[WORK REQUIRED] Line by line, copy the records below exactly.

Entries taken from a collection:
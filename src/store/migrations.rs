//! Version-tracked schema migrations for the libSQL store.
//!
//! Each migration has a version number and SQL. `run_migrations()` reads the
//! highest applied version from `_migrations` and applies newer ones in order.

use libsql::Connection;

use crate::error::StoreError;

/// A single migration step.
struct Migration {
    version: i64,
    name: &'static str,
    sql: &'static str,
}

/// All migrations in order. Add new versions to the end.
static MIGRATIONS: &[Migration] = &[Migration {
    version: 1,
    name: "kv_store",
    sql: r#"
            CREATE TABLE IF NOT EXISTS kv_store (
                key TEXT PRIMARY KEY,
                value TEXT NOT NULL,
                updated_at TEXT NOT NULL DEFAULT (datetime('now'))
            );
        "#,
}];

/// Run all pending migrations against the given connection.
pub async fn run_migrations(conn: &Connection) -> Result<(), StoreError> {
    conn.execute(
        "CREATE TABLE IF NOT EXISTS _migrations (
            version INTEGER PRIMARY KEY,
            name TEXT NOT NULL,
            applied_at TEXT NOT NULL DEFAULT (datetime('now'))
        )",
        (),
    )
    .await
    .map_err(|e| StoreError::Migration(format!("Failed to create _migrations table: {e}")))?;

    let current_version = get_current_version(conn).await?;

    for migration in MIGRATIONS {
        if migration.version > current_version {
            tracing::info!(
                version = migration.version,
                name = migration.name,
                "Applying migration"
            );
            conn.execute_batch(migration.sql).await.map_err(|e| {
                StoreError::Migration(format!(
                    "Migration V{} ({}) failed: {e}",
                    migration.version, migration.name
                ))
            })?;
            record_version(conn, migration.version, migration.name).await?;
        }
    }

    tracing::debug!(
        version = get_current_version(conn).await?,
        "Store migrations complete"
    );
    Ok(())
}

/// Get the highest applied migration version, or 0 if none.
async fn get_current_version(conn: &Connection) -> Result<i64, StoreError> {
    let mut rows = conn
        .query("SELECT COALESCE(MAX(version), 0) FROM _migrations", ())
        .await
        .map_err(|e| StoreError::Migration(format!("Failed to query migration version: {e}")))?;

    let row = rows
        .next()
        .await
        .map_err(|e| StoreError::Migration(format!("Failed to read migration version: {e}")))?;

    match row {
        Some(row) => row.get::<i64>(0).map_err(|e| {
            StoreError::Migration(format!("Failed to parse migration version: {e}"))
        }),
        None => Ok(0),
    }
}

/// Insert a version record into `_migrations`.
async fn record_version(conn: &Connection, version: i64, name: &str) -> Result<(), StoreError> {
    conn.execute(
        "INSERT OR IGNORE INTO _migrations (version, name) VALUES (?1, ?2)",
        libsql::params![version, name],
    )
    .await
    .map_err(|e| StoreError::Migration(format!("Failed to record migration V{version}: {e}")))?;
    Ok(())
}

[YOUR SOLUTION]
filename src/store/migrations.rs
//! Version-tracked schema migrations for the libSQL store.
//!
//! Each migration has a version number and SQL. `run_migrations()` reads the
//! highest applied version from `_migrations` and applies newer ones in order.

use libsql::Connection;

use crate::error::StoreError;

/// A single migration step.
struct Migration {
    version: i64,
    name: &'static str,
    sql: &'static str,
}

/// All migrations in order. Add new versions to the end.
static MIGRATIONS: &[Migration] = &[Migration {
    version: 1,
    name: "kv_store",
    sql: r#"
            CREATE TABLE IF NOT EXISTS kv_store (
                key TEXT PRIMARY KEY,
                value TEXT NOT NULL,
                updated_at TEXT NOT NULL DEFAULT (datetime('now'))
            );
        "#,
}];

/// Run all pending migrations against the given connection.
pub async fn run_migrations(conn: &Connection) -> Result<(), StoreError> {
    conn.execute(
        "CREATE TABLE IF NOT EXISTS _migrations (
            version INTEGER PRIMARY KEY,
            name TEXT NOT NULL,
            applied_at TEXT NOT NULL DEFAULT (datetime('now'))
        )",
        (),
    )
    .await
    .map_err(|e| StoreError::Migration(format!("Failed to create _migrations table: {e}")))?;

    let current_version = get_current_version(conn).await?;

    for migration in MIGRATIONS {
        if migration.version > current_version {
            tracing::info!(
                version = migration.version,
                name = migration.name,
                "Applying migration"
            );
            conn.execute_batch(migration.sql).await.map_err(|e| {
                StoreError::Migration(format!(
                    "Migration V{} ({}) failed: {e}",
                    migration.version, migration.name
                ))
            })?;
            record_version(conn, migration.version, migration.name).await?;
        }
    }

    tracing::debug!(
        version = get_current_version(conn).await?,
        "Store migrations complete"
    );
    Ok(())
}

/// Get the highest applied migration version, or 0 if none.
async fn get_current_version(conn: &Connection) -> Result<i64, StoreError> {
    let mut rows = conn
        .query("SELECT COALESCE(MAX(version), 0) FROM _migrations", ())
        .await
        .map_err(|e| StoreError::Migration(format!("Failed to query migration version: {e}")))?;

    let row = rows
        .next()
        .await
        .map_err(|e| StoreError::Migration(format!("Failed to read migration version: {e}")))?;

    match row {
        Some(row) => row.get::<i64>(0).map_err(|e| {
            StoreError::Migration(format!("Failed to parse migration version: {e}"))
        }),
        None => Ok(0),
    }
}

/// Insert a version record into `_migrations`.
async fn record_version(conn: &Connection, version: i64, name: &str) -> Result<(), StoreError> {
    conn.execute(
        "INSERT OR IGNORE INTO _migrations (version, name) VALUES (?1, ?2)",
        libsql::params![version, name],
    )
    .await
    .map_err(|e| StoreError::Migration(format!("Failed to record migration V{version}: {e}")))?;
    Ok(())
}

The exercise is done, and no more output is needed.